英『ガーディアン』によると、足止めされた「ウクライナ人」の中には、ベラルーシ生まれでドイツで働いていた男性が、仕事を求めてウクライナ国籍を得ていたケースもあった。彼はポーランドの在留許可を持っているという。

冒頭のアメリカに戻れなくなった男性は「予期せずウクライナに閉じ込められた海外在住男性」のためのチャットを立ち上げたところ、130人が参加して情報交換しているという。

手続きの困難さやバッシングに苦しむ出国希望者

公式には、出国禁止はウクライナに居住していない男性には適用されない。しかし、海外の在留書類だけでは証明にならない。国境警備隊は、パスポートにウクライナ政府が押した海外居住証明のスタンプが必要だと言い、これは戦争前に義務ではなかった。戦争の混乱のなか、今となってはスタンプを手に入れるのは至難の業だ。まず、州の移民局から許可をもらい、地元の軍事務所から除籍してもらう。この手続きは戦争前でも3ヶ月かかるものだった。ロシアの侵攻後、とりわけ東部と南東部では役所そのものが破壊されたり閉鎖されており、ウクライナ支配地域でも多くの公的機関が閉まっているか、基本台帳などのデータベースへのアクセスができず、スタンプをもらうことはできない。

ウクライナを出たいと希望する男性に「恥を知れ」「愛国心が足りない」といった非難の声が浴びせられることも彼らをさらなる苦境に追い込んでいる。だが、ある男性は収入の一部を国に寄付していると語りながら「国のために犠牲にしても良いと思うものと、そうではないものがある」と主張する。

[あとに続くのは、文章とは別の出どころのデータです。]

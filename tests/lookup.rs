use neo_impact_calculator::catalog::{
    AsteroidRecord, AsteroidSource, Catalog, CloseApproach, LookupError,
};

fn sample_catalog() -> Catalog {
    Catalog::new(vec![
        AsteroidRecord::new("99942 Apophis", "2000042", true, "320.0", "400.0")
            .with_approach(CloseApproach::new("7.42", "31000.0")),
        AsteroidRecord::new("(2002 AZ1)", "3102787", false, 40.0, 90.0)
            .with_approach(CloseApproach::new(11.2, 125000.0)),
        AsteroidRecord::new("433 Eros", "2000433", false, 16000.0, 34000.0)
            .with_approach(CloseApproach::new("5.9", "150000.0")),
    ])
}

#[test]
fn apophis_identifier_variants_resolve_to_same_record() {
    let catalog = sample_catalog();
    let expected = catalog.find("99942 Apophis").expect("apophis").clone();
    for identifier in ["99942 Apophis", "99942 APOPHIS", "(99942 Apophis)", "2000042"] {
        let record = catalog.lookup(identifier).expect(identifier);
        assert_eq!(record, expected, "identifier {identifier:?}");
    }
}

#[test]
fn unknown_identifier_reports_original_text() {
    let catalog = sample_catalog();
    let err = catalog.lookup("nonexistent-xyz").unwrap_err();
    assert_eq!(
        err,
        LookupError::NotFound {
            identifier: "nonexistent-xyz".to_string()
        }
    );
    assert!(err.to_string().contains("nonexistent-xyz"));
}

#[test]
fn parenthesised_catalog_names_match_bare_input() {
    let catalog = sample_catalog();
    let record = catalog.lookup("2002 az1").expect("az1");
    assert_eq!(record.catalog_id, "3102787");
    let record = catalog.lookup("2002-AZ1").expect("hyphenated az1");
    assert_eq!(record.catalog_id, "3102787");
}

#[test]
fn catalog_ids_are_compared_verbatim() {
    let catalog = Catalog::new(vec![AsteroidRecord::new(
        "Test Object",
        "abc-1",
        false,
        1.0,
        2.0,
    )]);
    // Normalization rewrites the hyphen, so the id no longer matches.
    assert!(catalog.lookup("abc-1").is_err());
    assert!(catalog.lookup("ABC 1").is_err());
}

#[test]
fn lookup_is_exact_but_search_matches_fragments() {
    let catalog = sample_catalog();
    assert!(catalog.lookup("Apophis").is_err());

    let hits: Vec<_> = catalog.search("apophis").iter().map(|r| r.name.clone()).collect();
    assert_eq!(hits, vec!["99942 Apophis".to_string()]);
    assert_eq!(catalog.search("2").len(), 2);
    assert!(catalog.search("  ").is_empty());
}

#[test]
fn builtin_catalog_contains_apophis() {
    let catalog = Catalog::builtin();
    assert_eq!(catalog.len(), 1);
    let record = catalog.lookup("(99942 apophis)").expect("builtin apophis");
    assert!(record.is_potentially_hazardous);
    assert_eq!(record.close_approaches.len(), 1);
    assert!(std::ptr::eq(catalog, Catalog::builtin()));
}

#[test]
fn sources_work_behind_trait_objects() {
    let catalog = sample_catalog();
    let source: &dyn AsteroidSource = &catalog;
    assert_eq!(source.lookup("433 EROS").expect("eros").catalog_id, "2000433");
}
//! Number formatting that matches the conventions of the report layout.
//!
//! Scientific notation always carries an explicit exponent sign and at least
//! two exponent digits (`7.33e+10`, `1.00e-05`). Grouped values use `,` as
//! the thousands separator.

/// Fixed-point with `decimals` places, e.g. `fixed(360.0, 2) == "360.00"`.
pub fn fixed(value: f64, decimals: usize) -> String {
    if !value.is_finite() {
        return non_finite(value);
    }
    format!("{value:.decimals$}")
}

/// Scientific notation with `decimals` mantissa places, e.g. `"7.33e+10"`.
pub fn scientific(value: f64, decimals: usize) -> String {
    if !value.is_finite() {
        return non_finite(value);
    }
    pad_exponent(&format!("{value:.decimals$e}"))
}

/// Fixed-point with thousands grouping, e.g. `grouped_fixed(31000.0, 0) == "31,000"`.
pub fn grouped_fixed(value: f64, decimals: usize) -> String {
    if !value.is_finite() {
        return non_finite(value);
    }
    group(&format!("{value:.decimals$}"))
}

/// Shortest round-trip representation with thousands grouping.
///
/// Whole numbers keep a trailing `.0` (`3000.0` → `"3,000.0"`). Magnitudes at
/// or above `1e16`, or below `1e-4`, switch to exponent form without grouping.
pub fn grouped(value: f64) -> String {
    if !value.is_finite() {
        return non_finite(value);
    }
    let magnitude = value.abs();
    if magnitude >= 1e16 || (magnitude != 0.0 && magnitude < 1e-4) {
        return pad_exponent(&format!("{value:e}"));
    }
    let mut repr = format!("{value}");
    if !repr.contains('.') {
        repr.push_str(".0");
    }
    group(&repr)
}

fn non_finite(value: f64) -> String {
    if value.is_nan() {
        "nan".to_string()
    } else if value.is_sign_positive() {
        "inf".to_string()
    } else {
        "-inf".to_string()
    }
}

fn pad_exponent(formatted: &str) -> String {
    match formatted.split_once('e') {
        Some((mantissa, exponent)) => {
            let (sign, digits) = match exponent.strip_prefix('-') {
                Some(digits) => ('-', digits),
                None => ('+', exponent),
            };
            format!("{mantissa}e{sign}{digits:0>2}")
        }
        None => formatted.to_string(),
    }
}

fn group(repr: &str) -> String {
    let (sign, unsigned) = match repr.strip_prefix('-') {
        Some(rest) => ("-", rest),
        None => ("", repr),
    };
    let (int_part, frac_part) = match unsigned.split_once('.') {
        Some((int_part, frac)) => (int_part, Some(frac)),
        None => (unsigned, None),
    };

    let mut grouped = String::with_capacity(repr.len() + int_part.len() / 3);
    grouped.push_str(sign);
    for (i, ch) in int_part.chars().enumerate() {
        if i > 0 && (int_part.len() - i) % 3 == 0 {
            grouped.push(',');
        }
        grouped.push(ch);
    }
    if let Some(frac) = frac_part {
        grouped.push('.');
        grouped.push_str(frac);
    }
    grouped
}
//! Re-exported APIs for consumers of the assessment crate.

pub use crate::request::{Assessment, Assessor, ImpactRequest, parse_density};
pub use crate::response::ImpactResponse;
pub use neo_catalog::{AsteroidSource, Catalog, LookupError};
pub use neo_impact::{ComputationError, ImpactModel, ImpactReport, Severity};
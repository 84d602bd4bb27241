use std::path::PathBuf;

use clap::Parser;
use neo_impact_calculator::export::nearest::{render_table, write_csv};
use neo_impact_calculator::export::writer_for_path;

#[path = "common/mod.rs"]
mod common;

/// Rank catalog objects by their closest recorded approach to Earth.
#[derive(Parser, Debug)]
#[command(author, version, about = "Closest-approach ranking for NeoWs feeds")]
struct Cli {
    /// Number of objects to list
    #[arg(long, default_value_t = 5)]
    count: usize,

    /// NeoWs feed files or directories of `*.json` feeds (defaults to the built-in sample)
    #[arg(long = "feed")]
    feeds: Vec<PathBuf>,

    /// Write the ranking as CSV to this path (`-` for stdout) instead of printing a table
    #[arg(long)]
    csv: Option<PathBuf>,
}

fn main() -> anyhow::Result<()> {
    common::init_tracing();
    let cli = Cli::parse();

    let catalog = common::load_catalog(&cli.feeds)?;
    let ranking = catalog.nearest_approaches(cli.count);

    if let Some(path) = &cli.csv {
        let writer = writer_for_path(path)?;
        write_csv(writer, &ranking)?;
        return Ok(());
    }

    if ranking.is_empty() {
        println!("No asteroids with close approach data found in the dataset.");
        return Ok(());
    }

    println!("--- DATASET ANALYSIS: TOP {} NEAREST ASTEROIDS ---", ranking.len());
    print!("{}", render_table(&ranking));
    Ok(())
}
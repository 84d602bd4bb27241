//! Helpers shared by the CLI binaries.

use std::path::PathBuf;

use anyhow::bail;
use neo_impact_calculator::catalog::Catalog;
use tracing_subscriber::EnvFilter;
use tracing_subscriber::layer::SubscriberExt;
use tracing_subscriber::util::SubscriberInitExt;

/// Diagnostics go to stderr, filtered by `RUST_LOG` (default `warn`).
pub fn init_tracing() {
    tracing_subscriber::registry()
        .with(EnvFilter::try_from_default_env().unwrap_or_else(|_| EnvFilter::new("warn")))
        .with(tracing_subscriber::fmt::layer().with_writer(std::io::stderr))
        .init();
}

/// Load feed files, or the built-in sample when none are given.
pub fn load_catalog(feeds: &[PathBuf]) -> anyhow::Result<Catalog> {
    if feeds.is_empty() {
        return Ok(Catalog::builtin().clone());
    }
    let catalog = Catalog::load_feeds(feeds);
    if catalog.is_empty() {
        let listed: Vec<String> = feeds.iter().map(|p| p.display().to_string()).collect();
        bail!("could not load any asteroid data from {}", listed.join(", "));
    }
    tracing::info!(records = catalog.len(), "catalog loaded");
    Ok(catalog)
}
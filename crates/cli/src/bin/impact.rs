use std::io;
use std::path::{Path, PathBuf};

use clap::Parser;
use neo_impact_calculator::assessment::{Assessment, Assessor, ImpactRequest};
use neo_impact_calculator::config::{ImpactSettings, load_density_presets, load_settings};
use neo_impact_calculator::export::format::grouped;
use neo_impact_calculator::export::report::{render_text, write_json};

#[path = "common/mod.rs"]
mod common;

/// Estimate the kinetic impact energy of a near-Earth object.
#[derive(Parser, Debug)]
#[command(
    author,
    version,
    about = "NEO impact energy estimator (spherical body, TNT equivalent)"
)]
struct Cli {
    /// Asteroid name or catalog id (case, parentheses, and hyphens are ignored)
    #[arg(long)]
    name: String,

    /// Bulk density in kg/m³ (unparsable values fall back to the default preset)
    #[arg(long, conflicts_with = "preset")]
    density: Option<String>,

    /// Density preset by menu number (1-based) or name
    #[arg(long)]
    preset: Option<String>,

    /// NeoWs feed files or directories of `*.json` feeds (defaults to the built-in sample)
    #[arg(long = "feed")]
    feeds: Vec<PathBuf>,

    /// Settings file (TOML or YAML) with presets and severity thresholds
    #[arg(long)]
    config: Option<PathBuf>,

    /// Density presets (YAML list or directory of TOML presets) replacing the configured table
    #[arg(long)]
    presets: Option<PathBuf>,

    /// Print the JSON response envelope instead of the text report
    #[arg(long, default_value_t = false)]
    json: bool,
}

fn main() -> anyhow::Result<()> {
    common::init_tracing();
    let cli = Cli::parse();

    let settings = resolve_settings(cli.config.as_deref(), cli.presets.as_deref())?;
    let catalog = common::load_catalog(&cli.feeds)?;
    let assessor = Assessor::with_settings(&catalog, settings);

    let assessment = match &cli.preset {
        Some(choice) => {
            let densities = &assessor.settings().densities;
            let density = match densities.select(choice) {
                Some(preset) => {
                    if !cli.json {
                        println!(
                            "Selected type: {}. Density set to {} kg/m³.",
                            preset.name,
                            grouped(preset.density_kg_m3)
                        );
                    }
                    preset.density_kg_m3
                }
                None => {
                    let fallback = densities.default_density();
                    if !cli.json {
                        println!(
                            "Invalid choice. Using default density: {} kg/m³ ({}).",
                            grouped(fallback),
                            densities.default
                        );
                    }
                    fallback
                }
            };
            assessor.assess_with_density(&cli.name, density)
        }
        None => assessor.assess(&ImpactRequest::new(cli.name.clone(), cli.density.clone())),
    };

    if cli.json {
        let mut stdout = io::stdout().lock();
        write_json(&mut stdout, &assessment.to_response())?;
        return Ok(());
    }

    match &assessment {
        Assessment::Report(report) => {
            println!();
            print!("{}", render_text(report));
        }
        Assessment::NotFound(_) => {
            println!("Asteroid '{}' not found in the loaded dataset.", cli.name);
            let suggestions = catalog.search(&cli.name);
            if !suggestions.is_empty() {
                println!("Did you mean:");
                for record in suggestions {
                    println!("  - {} ({})", record.name, record.catalog_id);
                }
            }
        }
        Assessment::ComputationFailed { name, error } => {
            println!("Calculation Error for '{name}': {error}");
        }
    }

    Ok(())
}

fn resolve_settings(
    config: Option<&Path>,
    presets: Option<&Path>,
) -> anyhow::Result<ImpactSettings> {
    let mut settings = match config {
        Some(path) => load_settings(path)?,
        None => ImpactSettings::default(),
    };
    if let Some(path) = presets {
        settings.densities.presets = load_density_presets(path)?;
        settings.validate()?;
    }
    Ok(settings)
}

国連難民高等弁務官事務所のマシュー・ソルトマーシュ報道官は、事態は厳しく、国家防衛の必要性があることはもちろん理解できるとしながらも、「国外に出たい人々や、安全と保護を必要とする人々に対する人道的でやさしいアプローチ」も求めたいと英『ガーディアン』に語っている。

性的マイノリティや「良心的兵役拒否」も

米『ロサンゼルスタイムス』によると、キーウ在住の31歳のシンガー「Zi」はトランスジェンダーで、パスポートに「男」と書かれているために出国することができない。トランスジェンダーでいることはウクライナでも楽ではないが、Ziによれば、もしもロシアに占領されたら事態はもっと酷いことになる。プーチン大統領はロシアの「伝統的文化」を守るためと称して、LGBTQコミュニティを弾圧しているからだ。2013年に成立した法律では同性愛者の権利を主張することは「違法」とされている。プーチンは性の揺らぎは「人道に対する罪」だと言い、同性愛と小児性愛を同一視している。

ウクライナ政府は戒厳令は出国禁止を定めているだけで、すべての男性に前線で武器をもって戦うことを義務化しているわけではないが、心理的圧力が常にかかるなか、戦いたくないと思う男性も存在する。https://theconversation.com/why-banning-men-from-leaving-ukraine-violates-their-human-rights-178411

「市民的及び政治的権利に関する国際規約」は「すべての者は、思想、良心及び宗教の自由についての権利を有する」と規定しており、国連人権委員会は良心に基づいて兵役を拒否する「良心的拒否」を権利として認めている。

男性の出国禁止問題は、人権保護を約束する民主主義国家だからこそ議論できる。戦争下における人権の在り方が問われている。